UPDATE Feb 10, 5:30pm: Bruce Springsteen’s Jeep commercial, which aired during the Super Bowl LV, has been pulled from YouTube after the rock legend was busted for a DWI. The video, which was titled “The Middle ft Bruce Springsteen”, now readS “Video unavailable. This video is private.” The clip, which Bruce narrated, also appeared to have been deleted from Jeep’s Twitter page.
ORIGINAL STORY: Bruce Springsteen, 71, was arrested and received three citations for DWI, reckless driving and consuming alcohol in a closed area back on Nov. 14, 2020, a spokesperson for the National Park Service confirmed to HollywoodLife. “Springsteen was cooperative throughout the process,” the spokesperson added. Bruce is expected in court in the coming weeks, according to TMZ. The arrest took place on the Jersey Shore at Sandy Hook’s Gateway National Recreation Area. HollywoodLife has reached out to Bruce’s rep for comment.
In the time since the arrest, Bruce has been able to keep a low profile, and it took three months for the news to be publicized. Throughout 2020, Bruce did his part to help those affected by the coronavirus. He appeared during the virtual Jersey 4 Jersey benefit show in April, which raised money for the New Jersey Pandemic Relief Fund. Bruce performed alongside his wife, Patti Scialfa, and they sang of “Land Of Hopes & Dreams.”
Bruce grew up in New Jersey and has always been fond of his home state. Although he, Patti and their three kids briefly resided in Los Angeles, they moved back to Jersey in the 90s, and have lived there ever since. It’s unclear if Bruce was alone or with anyone else at the time of his arrest, which didn’t take place far from the family’s home.

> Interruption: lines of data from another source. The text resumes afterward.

//! Per-destination attempt history

use parking_lot::Mutex;
use std::collections::HashMap;
use std::time::{Duration, SystemTime};

/// Default window after which a failed destination is tried again
pub const DEFAULT_STALENESS: Duration = Duration::from_secs(48 * 60 * 60);

/// Result of one proxyless attempt
#[derive(Debug, Clone, Copy, PartialEq, Eq)]
pub enum Outcome {
    Success,
    Failure,
}

/// Why a proxyless attempt is allowed
#[derive(Debug, Clone, Copy, PartialEq, Eq)]
pub enum AttemptReason {
    NeverAttempted,
    LastSucceeded,
    ConfigChanged,
    Stale,
}

/// What is known about one destination
#[derive(Debug, Clone, PartialEq, Eq)]
pub struct AttemptRecord {
    pub domain: String,
    /// Attempts so far; only ever grows
    pub attempts: u64,
    pub last_outcome: Outcome,
    /// Only set by a successful attempt
    pub last_success: Option<SystemTime>,
    pub last_attempt: SystemTime,
    /// Fingerprint of the configuration used by the last attempt
    pub fingerprint: String,
}

impl AttemptRecord {
    /// Time staleness is measured from: the last success, or the last
    /// attempt if there never was one
    pub fn reference_time(&self) -> SystemTime {
        self.last_success.unwrap_or(self.last_attempt)
    }
}

/// Attempt records keyed by domain.
///
/// `decide` and `record` take the lock separately, so two concurrent dials
/// to the same domain may both be allowed before either records. Both
/// outcomes are then recorded and the count stays exact.
#[derive(Debug)]
pub struct AttemptHistory {
    records: Mutex<HashMap<String, AttemptRecord>>,
    staleness: Duration,
}

impl Default for AttemptHistory {
    fn default() -> Self {
        Self::new(DEFAULT_STALENESS)
    }
}

impl AttemptHistory {
    /// Create an empty history with the given staleness window
    pub fn new(staleness: Duration) -> Self {
        Self {
            records: Mutex::new(HashMap::new()),
            staleness,
        }
    }

    /// Staleness window
    pub fn staleness(&self) -> Duration {
        self.staleness
    }

    /// Whether to attempt a proxyless dial to `domain` now
    pub fn decide(&self, domain: &str, fingerprint: &str) -> Option<AttemptReason> {
        self.decide_at(domain, fingerprint, SystemTime::now())
    }

    /// [`decide`](Self::decide) at an explicit time
    pub fn decide_at(
        &self,
        domain: &str,
        fingerprint: &str,
        now: SystemTime,
    ) -> Option<AttemptReason> {
        let records = self.records.lock();
        let Some(record) = records.get(domain) else {
            return Some(AttemptReason::NeverAttempted);
        };

        if record.last_outcome == Outcome::Success {
            return Some(AttemptReason::LastSucceeded);
        }
        if record.fingerprint != fingerprint {
            return Some(AttemptReason::ConfigChanged);
        }

        // A reference time in the future counts as fresh
        let age = now
            .duration_since(record.reference_time())
            .unwrap_or(Duration::ZERO);
        (age > self.staleness).then_some(AttemptReason::Stale)
    }

    /// Record the outcome of an attempt
    pub fn record(&self, domain: &str, fingerprint: &str, outcome: Outcome) {
        self.record_at(domain, fingerprint, outcome, SystemTime::now())
    }

    /// [`record`](Self::record) at an explicit time
    pub fn record_at(&self, domain: &str, fingerprint: &str, outcome: Outcome, now: SystemTime) {
        let mut records = self.records.lock();
        let record = records
            .entry(domain.to_string())
            .or_insert_with(|| AttemptRecord {
                domain: domain.to_string(),
                attempts: 0,
                last_outcome: outcome,
                last_success: None,
                last_attempt: now,
                fingerprint: fingerprint.to_string(),
            });

        record.attempts += 1;
        record.last_outcome = outcome;
        record.last_attempt = now;
        if record.fingerprint != fingerprint {
            record.fingerprint = fingerprint.to_string();
        }
        if outcome == Outcome::Success {
            record.last_success = Some(now);
        }
    }

    /// Snapshot of the record for `domain`
    pub fn get(&self, domain: &str) -> Option<AttemptRecord> {
        self.records.lock().get(domain).cloned()
    }

    /// Number of domains seen
    pub fn len(&self) -> usize {
        self.records.lock().len()
    }

    pub fn is_empty(&self) -> bool {
        self.len() == 0
    }
}

#[cfg(test)]
mod tests {
    use super::*;

    const HOUR: Duration = Duration::from_secs(3600);

    #[test]
    fn test_never_attempted() {
        let history = AttemptHistory::default();
        assert_eq!(
            history.decide("example.com", "fp"),
            Some(AttemptReason::NeverAttempted)
        );
        assert!(history.is_empty());
    }

    #[test]
    fn test_failure_blocks_until_stale() {
        let history = AttemptHistory::default();
        let t0 = SystemTime::UNIX_EPOCH + Duration::from_secs(1_000_000);

        history.record_at("example.com", "fp", Outcome::Failure, t0);
        assert_eq!(history.decide_at("example.com", "fp", t0 + HOUR), None);
        assert_eq!(history.decide_at("example.com", "fp", t0 + 48 * HOUR), None);
        assert_eq!(
            history.decide_at("example.com", "fp", t0 + 49 * HOUR),
            Some(AttemptReason::Stale)
        );
    }

    #[test]
    fn test_success_allows_attempt() {
        let history = AttemptHistory::default();
        let t0 = SystemTime::UNIX_EPOCH + Duration::from_secs(1_000_000);

        history.record_at("example.com", "fp", Outcome::Success, t0);
        assert_eq!(
            history.decide_at("example.com", "fp", t0 + HOUR),
            Some(AttemptReason::LastSucceeded)
        );
    }

    #[test]
    fn test_config_change_allows_attempt() {
        let history = AttemptHistory::default();
        let t0 = SystemTime::UNIX_EPOCH + Duration::from_secs(1_000_000);

        history.record_at("example.com", "old", Outcome::Failure, t0);
        assert_eq!(
            history.decide_at("example.com", "new", t0 + HOUR),
            Some(AttemptReason::ConfigChanged)
        );
        assert_eq!(history.decide_at("example.com", "old", t0 + HOUR), None);
    }

    #[test]
    fn test_reference_time_prefers_last_success() {
        let history = AttemptHistory::new(10 * HOUR);
        let t0 = SystemTime::UNIX_EPOCH + Duration::from_secs(1_000_000);

        history.record_at("example.com", "fp", Outcome::Success, t0);
        history.record_at("example.com", "fp", Outcome::Failure, t0 + 8 * HOUR);

        // Staleness runs from the success at t0, not the failure at t0+8h
        assert_eq!(history.decide_at("example.com", "fp", t0 + 9 * HOUR), None);
        assert_eq!(
            history.decide_at("example.com", "fp", t0 + 11 * HOUR),
            Some(AttemptReason::Stale)
        );

        let record = history.get("example.com").unwrap();
        assert_eq!(record.attempts, 2);
        assert_eq!(record.last_success, Some(t0));
        assert_eq!(record.last_attempt, t0 + 8 * HOUR);
        assert_eq!(record.last_outcome, Outcome::Failure);
    }

    #[test]
    fn test_record_tracks_fingerprint() {
        let history = AttemptHistory::default();
        history.record("example.com", "a", Outcome::Failure);
        history.record("example.com", "b", Outcome::Failure);

        let record = history.get("example.com").unwrap();
        assert_eq!(record.fingerprint, "b");
        assert_eq!(record.attempts, 2);
        assert_eq!(record.last_success, None);
    }

    #[test]
    fn test_concurrent_decide_and_record() {
        let history = std::sync::Arc::new(AttemptHistory::default());

        let handles: Vec<_> = (0..8)
            .map(|i| {
                let history = history.clone();
                std::thread::spawn(move || {
                    for _ in 0..100 {
                        // Decisions may interleave with other threads' records
                        let _ = history.decide("example.com", "fp");
                        let outcome = if i % 2 == 0 {
                            Outcome::Success
                        } else {
                            Outcome::Failure
                        };
                        history.record("example.com", "fp", outcome);
                    }
                })
            })
            .collect();

        for handle in handles {
            handle.join().unwrap();
        }

        let record = history.get("example.com").unwrap();
        assert_eq!(record.attempts, 800);
        assert!(record.last_success.is_some());
    }
}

Earlier this week, Bruce was featured on millions of television screens across the country as he showed up in a Super Bowl ad for Jeep. The ad was filmed in the middle of the United States (Kansas) and aimed to unify the country. “All are more than welcome to come meet here in the middle,” the singer said in the two-minute commercial. “It’s no secret that the middle has been a hard place to get to lately, between red and blue, between servant and citizen, between our freedom and our fear. Whoever you are, wherever you’re from, it’s what connects us, and we need that connection. We need the middle.”